Records contained in a dataset
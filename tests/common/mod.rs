//! Shared helpers for driving the router in-process

#![allow(dead_code)]

use bytes::Bytes;
use clap::Parser;
use http_body_util::BodyExt;
use hyper::{Method, Request, StatusCode};
use serde_json::Value;
use std::sync::Arc;
use std::time::Duration;

use lectern::auth::TokenCodec;
use lectern::store::MemoryStore;
use lectern::{route, AppState, Args};

pub const TEST_SECRET: &str = "integration-test-secret-at-least-32-characters";

/// Credential to attach to a request
#[derive(Clone, Copy)]
pub enum Auth<'a> {
    None,
    Bearer(&'a str),
    ApiKey(&'a str),
    Both { token: &'a str, key: &'a str },
}

pub struct TestResponse {
    pub status: StatusCode,
    pub content_type: Option<String>,
    pub body: Bytes,
}

impl TestResponse {
    pub fn json(&self) -> Value {
        serde_json::from_slice(&self.body).unwrap_or(Value::Null)
    }

    pub fn text(&self) -> String {
        String::from_utf8_lossy(&self.body).into_owned()
    }

    pub fn error(&self) -> String {
        self.json()["error"].as_str().unwrap_or_default().to_string()
    }
}

/// A registered account and its bearer token
pub struct TestUser {
    pub id: String,
    pub username: String,
    pub token: String,
}

pub struct TestApp {
    pub state: Arc<AppState>,
    pub store: Arc<MemoryStore>,
}

impl TestApp {
    pub fn new() -> Self {
        let args = Args::try_parse_from([
            "lectern",
            "--dev-mode",
            "--memory-store",
            "--public-url",
            "https://blog.example.com",
        ])
        .unwrap();
        let codec = TokenCodec::new(TEST_SECRET, Duration::from_secs(3600)).unwrap();
        let store = Arc::new(MemoryStore::new());
        let state = Arc::new(AppState::new(args, Arc::clone(&store), codec));
        Self { state, store }
    }

    pub async fn send(
        &self,
        method: Method,
        path: &str,
        auth: Auth<'_>,
        body: Option<Value>,
    ) -> TestResponse {
        let mut builder = Request::builder().method(method).uri(path);
        match auth {
            Auth::None => {}
            Auth::Bearer(token) => {
                builder = builder.header("authorization", format!("Bearer {token}"));
            }
            Auth::ApiKey(key) => {
                builder = builder.header("x-api-key", key);
            }
            Auth::Both { token, key } => {
                builder = builder
                    .header("authorization", format!("Bearer {token}"))
                    .header("x-api-key", key);
            }
        }

        let body = match body {
            Some(json) => {
                builder = builder.header("content-type", "application/json");
                Bytes::from(serde_json::to_vec(&json).unwrap())
            }
            None => Bytes::new(),
        };

        let response = route(&self.state, builder.body(body).unwrap()).await;
        let status = response.status();
        let content_type = response
            .headers()
            .get("content-type")
            .and_then(|v| v.to_str().ok())
            .map(str::to_string);
        let body = response.into_body().collect().await.unwrap().to_bytes();

        TestResponse {
            status,
            content_type,
            body,
        }
    }

    pub async fn get(&self, path: &str, auth: Auth<'_>) -> TestResponse {
        self.send(Method::GET, path, auth, None).await
    }

    pub async fn post(&self, path: &str, auth: Auth<'_>, body: Value) -> TestResponse {
        self.send(Method::POST, path, auth, Some(body)).await
    }

    pub async fn put(&self, path: &str, auth: Auth<'_>, body: Value) -> TestResponse {
        self.send(Method::PUT, path, auth, Some(body)).await
    }

    pub async fn delete(&self, path: &str, auth: Auth<'_>) -> TestResponse {
        self.send(Method::DELETE, path, auth, None).await
    }

    pub async fn register(&self, username: &str) -> TestUser {
        let response = self
            .post(
                "/auth/register",
                Auth::None,
                serde_json::json!({
                    "username": username,
                    "email": format!("{username}@example.com"),
                    "password": "correct-horse-battery",
                }),
            )
            .await;
        assert_eq!(response.status, StatusCode::CREATED, "{}", response.text());

        let json = response.json();
        TestUser {
            id: json["user"]["id"].as_str().unwrap().to_string(),
            username: json["user"]["username"].as_str().unwrap().to_string(),
            token: json["token"].as_str().unwrap().to_string(),
        }
    }

    /// Create an API key for the user and return the raw key
    pub async fn create_api_key(&self, user: &TestUser, name: &str) -> (String, String) {
        let response = self
            .post(
                "/api-keys",
                Auth::Bearer(&user.token),
                serde_json::json!({ "name": name }),
            )
            .await;
        assert_eq!(response.status, StatusCode::CREATED, "{}", response.text());

        let json = response.json();
        (
            json["id"].as_str().unwrap().to_string(),
            json["key"].as_str().unwrap().to_string(),
        )
    }

    pub async fn set_role(&self, admin: &TestUser, user: &TestUser, role: &str) {
        let response = self
            .put(
                &format!("/admin/users/{}/role", user.id),
                Auth::Bearer(&admin.token),
                serde_json::json!({ "role": role }),
            )
            .await;
        assert_eq!(response.status, StatusCode::OK, "{}", response.text());
    }
}
//! HTTP server and shared state

mod http;

pub use http::{collect_body, route, run, AppState};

Activity – Please type the entries above out again exactly.

Output of the task –
filename tests/common/mod.rs
//! Shared helpers for driving the router in-process

#![allow(dead_code)]

use bytes::Bytes;
use clap::Parser;
use http_body_util::BodyExt;
use hyper::{Method, Request, StatusCode};
use serde_json::Value;
use std::sync::Arc;
use std::time::Duration;

use lectern::auth::TokenCodec;
use lectern::store::MemoryStore;
use lectern::{route, AppState, Args};

pub const TEST_SECRET: &str = "integration-test-secret-at-least-32-characters";

/// Credential to attach to a request
#[derive(Clone, Copy)]
pub enum Auth<'a> {
    None,
    Bearer(&'a str),
    ApiKey(&'a str),
    Both { token: &'a str, key: &'a str },
}

pub struct TestResponse {
    pub status: StatusCode,
    pub content_type: Option<String>,
    pub body: Bytes,
}

impl TestResponse {
    pub fn json(&self) -> Value {
        serde_json::from_slice(&self.body).unwrap_or(Value::Null)
    }

    pub fn text(&self) -> String {
        String::from_utf8_lossy(&self.body).into_owned()
    }

    pub fn error(&self) -> String {
        self.json()["error"].as_str().unwrap_or_default().to_string()
    }
}

/// A registered account and its bearer token
pub struct TestUser {
    pub id: String,
    pub username: String,
    pub token: String,
}

pub struct TestApp {
    pub state: Arc<AppState>,
    pub store: Arc<MemoryStore>,
}

impl TestApp {
    pub fn new() -> Self {
        let args = Args::try_parse_from([
            "lectern",
            "--dev-mode",
            "--memory-store",
            "--public-url",
            "https://blog.example.com",
        ])
        .unwrap();
        let codec = TokenCodec::new(TEST_SECRET, Duration::from_secs(3600)).unwrap();
        let store = Arc::new(MemoryStore::new());
        let state = Arc::new(AppState::new(args, Arc::clone(&store), codec));
        Self { state, store }
    }

    pub async fn send(
        &self,
        method: Method,
        path: &str,
        auth: Auth<'_>,
        body: Option<Value>,
    ) -> TestResponse {
        let mut builder = Request::builder().method(method).uri(path);
        match auth {
            Auth::None => {}
            Auth::Bearer(token) => {
                builder = builder.header("authorization", format!("Bearer {token}"));
            }
            Auth::ApiKey(key) => {
                builder = builder.header("x-api-key", key);
            }
            Auth::Both { token, key } => {
                builder = builder
                    .header("authorization", format!("Bearer {token}"))
                    .header("x-api-key", key);
            }
        }

        let body = match body {
            Some(json) => {
                builder = builder.header("content-type", "application/json");
                Bytes::from(serde_json::to_vec(&json).unwrap())
            }
            None => Bytes::new(),
        };

        let response = route(&self.state, builder.body(body).unwrap()).await;
        let status = response.status();
        let content_type = response
            .headers()
            .get("content-type")
            .and_then(|v| v.to_str().ok())
            .map(str::to_string);
        let body = response.into_body().collect().await.unwrap().to_bytes();

        TestResponse {
            status,
            content_type,
            body,
        }
    }

    pub async fn get(&self, path: &str, auth: Auth<'_>) -> TestResponse {
        self.send(Method::GET, path, auth, None).await
    }

    pub async fn post(&self, path: &str, auth: Auth<'_>, body: Value) -> TestResponse {
        self.send(Method::POST, path, auth, Some(body)).await
    }

    pub async fn put(&self, path: &str, auth: Auth<'_>, body: Value) -> TestResponse {
        self.send(Method::PUT, path, auth, Some(body)).await
    }

    pub async fn delete(&self, path: &str, auth: Auth<'_>) -> TestResponse {
        self.send(Method::DELETE, path, auth, None).await
    }

    pub async fn register(&self, username: &str) -> TestUser {
        let response = self
            .post(
                "/auth/register",
                Auth::None,
                serde_json::json!({
                    "username": username,
                    "email": format!("{username}@example.com"),
                    "password": "correct-horse-battery",
                }),
            )
            .await;
        assert_eq!(response.status, StatusCode::CREATED, "{}", response.text());

        let json = response.json();
        TestUser {
            id: json["user"]["id"].as_str().unwrap().to_string(),
            username: json["user"]["username"].as_str().unwrap().to_string(),
            token: json["token"].as_str().unwrap().to_string(),
        }
    }

    /// Create an API key for the user and return the raw key
    pub async fn create_api_key(&self, user: &TestUser, name: &str) -> (String, String) {
        let response = self
            .post(
                "/api-keys",
                Auth::Bearer(&user.token),
                serde_json::json!({ "name": name }),
            )
            .await;
        assert_eq!(response.status, StatusCode::CREATED, "{}", response.text());

        let json = response.json();
        (
            json["id"].as_str().unwrap().to_string(),
            json["key"].as_str().unwrap().to_string(),
        )
    }

    pub async fn set_role(&self, admin: &TestUser, user: &TestUser, role: &str) {
        let response = self
            .put(
                &format!("/admin/users/{}/role", user.id),
                Auth::Bearer(&admin.token),
                serde_json::json!({ "role": role }),
            )
            .await;
        assert_eq!(response.status, StatusCode::OK, "{}", response.text());
    }
}
//! HTTP server and shared state

mod http;

pub use http::{collect_body, route, run, AppState};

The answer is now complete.